Is Academic Writing Becoming More Colloquial?

Have you noticed that academic writing in books and journals seems less formal than it used to? Preliminary data from the Written BNC2014 shows that you may be right!

Some early data from the academic journals and academic books sections of the new corpus has been analysed to find out whether academic writing has become more colloquial since the 1990s. Colloquialisation is “a tendency for features of the conversational spoken language to infiltrate and spread in the written language” (Leech, 2002: 72). The colloquialisation of language can make messages more easily understood by the general public because, whilst not everybody is familiar with the specifics of academic language, everyone is familiar with spoken language.

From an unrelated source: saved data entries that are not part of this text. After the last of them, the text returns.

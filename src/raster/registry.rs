//! Source registry: lazily opened, memoized raster sources.
//!
//! The registry owns one handle per catalogued source name. The first request
//! for a name opens the raster; every later request gets the same
//! [`RasterSource`] back without touching the filesystem.
//!
//! Failures are memoized too. A source whose file is missing or unreadable is
//! recorded as unavailable and every later request fails fast with the same
//! error, so a permanently-missing raster costs one open attempt per process.
//!
//! # Concurrency
//!
//! Each name gets a `tokio::sync::OnceCell` stored in a read-mostly map.
//! Concurrent first requests for the same name all wait on the same cell and
//! only one of them runs the open; after that, lookups take the map's read
//! lock and never contend.

use std::collections::HashMap;
use std::path::{Path, PathBuf};
use std::sync::atomic::{AtomicUsize, Ordering};
use std::sync::Arc;

use tokio::sync::{OnceCell, RwLock};
use tracing::{info, warn};

use crate::error::RasterError;

use super::catalog::SourceCatalog;
use super::dataset::{DatasetOpener, GeoBounds, RasterDataset, RasterGeometry};

// =============================================================================
// RasterSource
// =============================================================================

/// An opened raster source.
///
/// Geometry is captured at open time and never changes afterwards.
#[derive(Debug)]
pub struct RasterSource<D> {
    name: String,
    path: PathBuf,
    geometry: RasterGeometry,
    dataset: D,
}

impl<D: RasterDataset> RasterSource<D> {
    /// Wrap an opened dataset.
    pub fn new(name: impl Into<String>, path: impl Into<PathBuf>, dataset: D) -> Self {
        let geometry = dataset.geometry();
        Self {
            name: name.into(),
            path: path.into(),
            geometry,
            dataset,
        }
    }

    /// Logical source name.
    pub fn name(&self) -> &str {
        &self.name
    }

    pub fn path(&self) -> &Path {
        &self.path
    }

    pub fn geometry(&self) -> RasterGeometry {
        self.geometry
    }

    /// Projected bounds (west/south/east/north).
    pub fn bounds(&self) -> GeoBounds {
        self.geometry.bounds()
    }

    /// The underlying dataset, for windowed reads.
    pub fn dataset(&self) -> &D {
        &self.dataset
    }
}

// =============================================================================
// SourceRegistry
// =============================================================================

/// Outcome of the one open attempt made for a name.
enum SourceSlot<D> {
    Ready(Arc<RasterSource<D>>),
    Unavailable(RasterError),
}

type SlotCell<D> = Arc<OnceCell<SourceSlot<D>>>;

/// Process-wide registry of raster sources.
pub struct SourceRegistry<O: DatasetOpener> {
    /// Opens datasets from paths
    opener: O,

    /// Names that may be served, and where their files live
    catalog: SourceCatalog,

    /// One cell per requested name, filled by the first open
    slots: RwLock<HashMap<String, SlotCell<O::Dataset>>>,

    /// Number of open attempts made so far
    open_attempts: AtomicUsize,
}

impl<O: DatasetOpener> SourceRegistry<O> {
    /// Create a registry serving the sources in `catalog`.
    ///
    /// Nothing is opened until the first request (or [`warm_up`](Self::warm_up)).
    pub fn new(opener: O, catalog: SourceCatalog) -> Self {
        Self {
            opener,
            catalog,
            slots: RwLock::new(HashMap::new()),
            open_attempts: AtomicUsize::new(0),
        }
    }

    /// Get a source, opening it on first access.
    ///
    /// # Errors
    /// - [`RasterError::UnknownSource`] if `name` is not in the catalog
    /// - the (memoized) open error if the raster could not be opened
    pub async fn get_source(
        &self,
        name: &str,
    ) -> Result<Arc<RasterSource<O::Dataset>>, RasterError> {
        let path = self
            .catalog
            .path(name)
            .ok_or_else(|| RasterError::UnknownSource(name.to_string()))?;

        let cell = self.slot(name).await;
        let slot = cell.get_or_init(|| self.open_source(name, path)).await;

        match slot {
            SourceSlot::Ready(source) => Ok(Arc::clone(source)),
            SourceSlot::Unavailable(err) => Err(err.clone()),
        }
    }

    /// Fetch or create the cell for `name`.
    async fn slot(&self, name: &str) -> SlotCell<O::Dataset> {
        if let Some(cell) = self.slots.read().await.get(name) {
            return Arc::clone(cell);
        }

        let mut slots = self.slots.write().await;
        Arc::clone(slots.entry(name.to_string()).or_default())
    }

    async fn open_source(&self, name: &str, path: &Path) -> SourceSlot<O::Dataset> {
        self.open_attempts.fetch_add(1, Ordering::Relaxed);

        match self.opener.open(path).await {
            Ok(dataset) => {
                let source = RasterSource::new(name, path, dataset);
                let geometry = source.geometry();
                info!(
                    source = %name,
                    path = %path.display(),
                    width = geometry.width,
                    height = geometry.height,
                    bands = geometry.bands,
                    "Opened raster source"
                );
                SourceSlot::Ready(Arc::new(source))
            }
            Err(err) => {
                warn!(source = %name, error = %err, "Raster source unavailable");
                SourceSlot::Unavailable(err)
            }
        }
    }

    /// Open every catalogued source, in name order.
    ///
    /// Returns each name with its open result. Failures are memoized exactly
    /// as they would be for a tile request.
    pub async fn warm_up(
        &self,
    ) -> Vec<(String, Result<Arc<RasterSource<O::Dataset>>, RasterError>)> {
        let mut results = Vec::with_capacity(self.catalog.len());
        for name in self.catalog.names() {
            let result = self.get_source(&name).await;
            results.push((name, result));
        }
        results
    }

    /// The catalog this registry serves.
    pub fn catalog(&self) -> &SourceCatalog {
        &self.catalog
    }

    /// Catalogued source names in sorted order.
    pub fn names(&self) -> Vec<String> {
        self.catalog.names()
    }

    pub fn contains(&self, name: &str) -> bool {
        self.catalog.contains(name)
    }

    /// Number of sources opened successfully so far.
    pub async fn opened_count(&self) -> usize {
        let slots = self.slots.read().await;
        slots
            .values()
            .filter(|cell| matches!(cell.get(), Some(SourceSlot::Ready(_))))
            .count()
    }

    /// Number of open attempts made so far (successful or not).
    pub fn open_attempts(&self) -> usize {
        self.open_attempts.load(Ordering::Relaxed)
    }
}

// =============================================================================
// Tests
// =============================================================================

In order to investigate the colloquialisation of academic writing, the frequencies of several linguistic features which have been associated with colloquialisation were compared in academic writing in the BNC1994 and the BNC2014.

Results show that, of the eleven features studied, five features have shown large changes in frequency between the BNC1994 and the BNC2014, pointing to the colloquialisation of academic writing. The use of first and second person pronouns, verb contractions, and negative contractions have previously been found to be strongly associated with spoken language. These features have all increased in academic language between 1994 and 2014. Passive constructions and relative pronouns have previously been found to be strongly associated with written language, and are not often used in spoken language. This analysis shows that both of these features have decreased in frequency in academic language in the BNC2014.

Figure 1: Frequency increases indicating the colloquialisation of academic language.

Figure 2: Frequency decreases indicating the colloquialisation of academic language.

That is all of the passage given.